The practical takeaway: pick Hy3 if you want the stronger general benchmark profile and faster output; pick DeepSeek V4 Flash if knowledge-heavy tasks or a massive 1M-token context window are the priority.
Pricing: A Genuinely Complicated Picture
Pricing for both models has moved around a lot since launch, and figures vary by provider, so treat this as a snapshot rather than gospel:
| Model | Input (per 1M) | Output (per 1M) | Context |
|---|---|---|---|
| Hy3 (OpenRouter, standard) | $0.14 | $0.58 | 262K |
| Hy3 preview (OpenRouter) | $0.063 | $0.21 | 262K |
| DeepSeek V4 Flash | $0.14 | $0.28 | 1M |
| DeepSeek V4 Pro | $0.435 | $0.87 | 1M |
A few important notes:
- Tencent has run limited-time free access to Hy3 on OpenRouter, and its own Tencent Cloud TokenHub pricing (roughly 1 yuan input / 4 yuan output per million tokens) works out to figures broadly in the same range as the OpenRouter numbers above.
- DeepSeek automatically caches repeated prompt prefixes, dropping input costs by 98% on Flash and roughly 92% on Pro when you hit a cache — a meaningful advantage for production workloads with repeated system prompts or shared context.
- Both DeepSeek tiers run in "thinking mode" by default, which bills reasoning tokens at the output rate — a common source of unexpectedly high bills if you don't explicitly disable it for simple tasks.
On a pure sticker-price basis, DeepSeek V4 Flash and Hy3 land in a similar ballpark on input cost, while V4 Pro costs roughly 3x more than either on output — the price you pay for its much larger parameter count and superior long-context caching economics.
So Which One Should You Actually Use?
- Choose Hy3 if: you want the strongest all-around open-weight performance per dollar, need fast output generation, or want a genuinely open (Apache 2.0) model you can self-host and fine-tune without restriction.
- Choose DeepSeek V4 Flash if: your workload is knowledge-heavy, you need the full 1M context window on a budget, or you're running high-volume routine tasks like chat, extraction, and classification.
- Choose DeepSeek V4 Pro if: you're doing complex, long-context work with heavy repeated context (where its caching economics shine), or you specifically need MIT licensing for unrestricted commercial redistribution.
Bottom Line
Hy3 is the standout story of this comparison — not because it dominates outright, but because a 295B/21B-active model consistently trading blows with (and often beating) a 1.6T-parameter flagship is a genuinely rare result in this market.

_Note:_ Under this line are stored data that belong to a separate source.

//! Opcode classification tables
//!
//! Fixed opcode sets for the MOV-class instructions a trap handler has to
//! emulate. The 32-bit and 64-bit encodings differ only in which opcodes
//! may be widened to 64 bits, so each mode gets its own [`OpcodeTables`].

use crate::opcode::Opcode;
use crate::prefix::DecodeFlags;

/// How an instruction touches memory
#[derive(Debug, Clone, Copy, PartialEq, Eq, Hash)]
pub enum AccessKind {
    /// Memory is read into a register (`MOV r, m`, `MOVZX`, `MOVSX`)
    RegisterRead,
    /// A register is written to memory (`MOV m, r`)
    RegisterWrite,
    /// An immediate is written to memory (`MOV m, imm`)
    ImmediateWrite,
    /// Not a supported memory access instruction
    Others,
}

impl AccessKind {
    /// `false` only for [`AccessKind::Others`]
    #[inline]
    pub fn is_recognized(self) -> bool {
        self != AccessKind::Others
    }

    /// The instruction carries a ModR/M.reg register operand
    #[inline]
    pub fn has_register_operand(self) -> bool {
        matches!(self, AccessKind::RegisterRead | AccessKind::RegisterWrite)
    }

    pub fn as_str(self) -> &'static str {
        match self {
            AccessKind::RegisterRead => "register_read",
            AccessKind::RegisterWrite => "register_write",
            AccessKind::ImmediateWrite => "immediate_write",
            AccessKind::Others => "others",
        }
    }
}

/// Operand width in bytes
#[derive(Debug, Clone, Copy, PartialEq, Eq, Hash, PartialOrd, Ord)]
#[repr(u8)]
pub enum OperandWidth {
    Byte = 1,
    Word = 2,
    Dword = 4,
    Qword = 8,
}

impl OperandWidth {
    #[inline]
    pub fn bytes(self) -> usize {
        self as usize
    }

    /// Mask selecting the low `bytes()` bytes of a 64-bit value
    #[inline]
    pub fn mask(self) -> u64 {
        match self {
            OperandWidth::Byte => 0xFF,
            OperandWidth::Word => 0xFFFF,
            OperandWidth::Dword => 0xFFFF_FFFF,
            OperandWidth::Qword => u64::MAX,
        }
    }

    pub fn from_bytes(bytes: usize) -> Option<Self> {
        match bytes {
            1 => Some(OperandWidth::Byte),
            2 => Some(OperandWidth::Word),
            4 => Some(OperandWidth::Dword),
            8 => Some(OperandWidth::Qword),
            _ => None,
        }
    }
}

/// Width class of the register (or immediate) operand
#[derive(Debug, Clone, Copy, PartialEq, Eq)]
pub enum RegWidthClass {
    /// Always one byte
    Byte,
    /// 2, 4 or 8 bytes depending on prefixes
    Variable,
}

impl RegWidthClass {
    pub fn resolve(self, flags: DecodeFlags) -> OperandWidth {
        match self {
            RegWidthClass::Byte => OperandWidth::Byte,
            RegWidthClass::Variable => variable_width(flags),
        }
    }
}

/// Width class of the memory operand.
///
/// MOVZX/MOVSX read a narrower memory operand than the register they fill,
/// which is why this is a separate table set from [`RegWidthClass`].
#[derive(Debug, Clone, Copy, PartialEq, Eq)]
pub enum MemWidthClass {
    /// Always one byte
    Byte,
    /// Always two bytes
    Word,
    /// Four bytes, or two with an operand-size override
    Dword,
    /// 2, 4 or 8 bytes depending on prefixes
    Variable,
}

impl MemWidthClass {
    pub fn resolve(self, flags: DecodeFlags) -> OperandWidth {
        match self {
            MemWidthClass::Byte => OperandWidth::Byte,
            MemWidthClass::Word => OperandWidth::Word,
            MemWidthClass::Dword => {
                if flags.contains(DecodeFlags::OPERAND_SIZE_OVERRIDE) {
                    OperandWidth::Word
                } else {
                    OperandWidth::Dword
                }
            }
            MemWidthClass::Variable => variable_width(flags),
        }
    }
}

// 0x66 is checked before REX.W
fn variable_width(flags: DecodeFlags) -> OperandWidth {
    if flags.contains(DecodeFlags::OPERAND_SIZE_OVERRIDE) {
        OperandWidth::Word
    } else if flags.contains(DecodeFlags::OPERAND_SIZE_EXTENDED) {
        OperandWidth::Qword
    } else {
        OperandWidth::Dword
    }
}

/// The full table set of one addressing mode
#[derive(Debug)]
pub struct OpcodeTables {
    pub reg_read: &'static [Opcode],
    pub reg_write: &'static [Opcode],
    pub imm_write: &'static [Opcode],
    /// Register operand: byte only
    pub reg_width8: &'static [Opcode],
    /// Register operand: width selected by prefixes
    pub reg_width_var: &'static [Opcode],
    /// Memory operand: byte only
    pub mem_width8: &'static [Opcode],
    /// Memory operand: word only
    pub mem_width16: &'static [Opcode],
    /// Memory operand: dword or word
    pub mem_width32: &'static [Opcode],
    /// Memory operand: qword, dword or word
    pub mem_width64: &'static [Opcode],
}

impl OpcodeTables {
    /// Classify an opcode.
    ///
    /// Tables are searched read, write, immediate; the first hit wins.
    pub fn classify(&self, opcode: Opcode) -> AccessKind {
        if self.reg_read.contains(&opcode) {
            AccessKind::RegisterRead
        } else if self.reg_write.contains(&opcode) {
            AccessKind::RegisterWrite
        } else if self.imm_write.contains(&opcode) {
            AccessKind::ImmediateWrite
        } else {
            AccessKind::Others
        }
    }

    pub fn reg_width_class(&self, opcode: Opcode) -> Option<RegWidthClass> {
        if self.reg_width8.contains(&opcode) {
            Some(RegWidthClass::Byte)
        } else if self.reg_width_var.contains(&opcode) {
            Some(RegWidthClass::Variable)
        } else {
            None
        }
    }

    pub fn mem_width_class(&self, opcode: Opcode) -> Option<MemWidthClass> {
        if self.mem_width8.contains(&opcode) {
            Some(MemWidthClass::Byte)
        } else if self.mem_width16.contains(&opcode) {
            Some(MemWidthClass::Word)
        } else if self.mem_width32.contains(&opcode) {
            Some(MemWidthClass::Dword)
        } else if self.mem_width64.contains(&opcode) {
            Some(MemWidthClass::Variable)
        } else {
            None
        }
    }
}

const MOV_RM8_R8: Opcode = Opcode::one_byte(0x88);
const MOV_RM_R: Opcode = Opcode::one_byte(0x89);
const MOV_R8_RM8: Opcode = Opcode::one_byte(0x8A);
const MOV_R_RM: Opcode = Opcode::one_byte(0x8B);
const MOV_RM8_IMM8: Opcode = Opcode::one_byte(0xC6);
const MOV_RM_IMM: Opcode = Opcode::one_byte(0xC7);
const MOVZX_R_RM8: Opcode = Opcode::two_byte(0xB6);
const MOVZX_R_RM16: Opcode = Opcode::two_byte(0xB7);
const MOVSX_R_RM8: Opcode = Opcode::two_byte(0xBE);
const MOVSX_R_RM16: Opcode = Opcode::two_byte(0xBF);

const REG_READ: &[Opcode] = &[
    MOV_R8_RM8,
    MOV_R_RM,
    MOVZX_R_RM8,
    MOVZX_R_RM16,
    MOVSX_R_RM8,
    MOVSX_R_RM16,
];
const REG_WRITE: &[Opcode] = &[MOV_RM8_R8, MOV_RM_R];
const IMM_WRITE: &[Opcode] = &[MOV_RM8_IMM8, MOV_RM_IMM];
const REG_WIDTH8: &[Opcode] = &[MOV_RM8_R8, MOV_R8_RM8, MOV_RM8_IMM8];
const REG_WIDTH_VAR: &[Opcode] = &[
    MOV_RM_R,
    MOV_R_RM,
    MOV_RM_IMM,
    MOVZX_R_RM8,
    MOVZX_R_RM16,
    MOVSX_R_RM8,
    MOVSX_R_RM16,
];
const MEM_WIDTH8: &[Opcode] = &[MOV_RM8_R8, MOV_R8_RM8, MOV_RM8_IMM8, MOVZX_R_RM8, MOVSX_R_RM8];
const MEM_WIDTH16: &[Opcode] = &[MOVZX_R_RM16, MOVSX_R_RM16];

/// IA-32 tables (Intel SDM vol. 2, MOV/MOVZX/MOVSX)
pub mod ia32 {
    use super::*;

    /// Legacy prefixes: lock/rep, segment overrides, operand and address size
    pub const PREFIXES: &[u8] = &[
        0xF0, 0xF2, 0xF3, 0x2E, 0x36, 0x3E, 0x26, 0x64, 0x65, 0x66, 0x67,
    ];

    pub const TABLES: OpcodeTables = OpcodeTables {
        reg_read: REG_READ,
        reg_write: REG_WRITE,
        imm_write: IMM_WRITE,
        reg_width8: REG_WIDTH8,
        reg_width_var: REG_WIDTH_VAR,
        mem_width8: MEM_WIDTH8,
        mem_width16: MEM_WIDTH16,
        mem_width32: &[MOV_RM_R, MOV_R_RM, MOV_RM_IMM],
        mem_width64: &[],
    };
}

/// AMD64 tables (AMD64 APM vol. 3, appendix A)
pub mod amd64 {
    use super::*;

    /// Legacy prefixes followed by the sixteen REX prefixes
    pub const PREFIXES: &[u8] = &[
        0x66, 0x67, 0x2E, 0x3E, 0x26, 0x64, 0x65, 0x36, 0xF0, 0xF3, 0xF2, //
        0x40, 0x41, 0x42, 0x43, 0x44, 0x45, 0x46, 0x47, //
        0x48, 0x49, 0x4A, 0x4B, 0x4C, 0x4D, 0x4E, 0x4F,
    ];

    pub const TABLES: OpcodeTables = OpcodeTables {
        reg_read: REG_READ,
        reg_write: REG_WRITE,
        imm_write: IMM_WRITE,
        reg_width8: REG_WIDTH8,
        reg_width_var: REG_WIDTH_VAR,
        mem_width8: MEM_WIDTH8,
        mem_width16: MEM_WIDTH16,
        // MOV r/m, imm32 is sign-extended under REX.W; memory stays 4 bytes wide
        mem_width32: &[MOV_RM_IMM],
        mem_width64: &[MOV_RM_R, MOV_R_RM],
    };
}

DeepSeek still wins on raw context window size and long-context caching economics across both tiers, and V4 Flash remains the stronger pick specifically for knowledge-dense workloads. But for teams optimizing for coding performance, output speed, and license freedom per dollar spent, Hy3 has quickly become one of the most credible open-weight options available right now.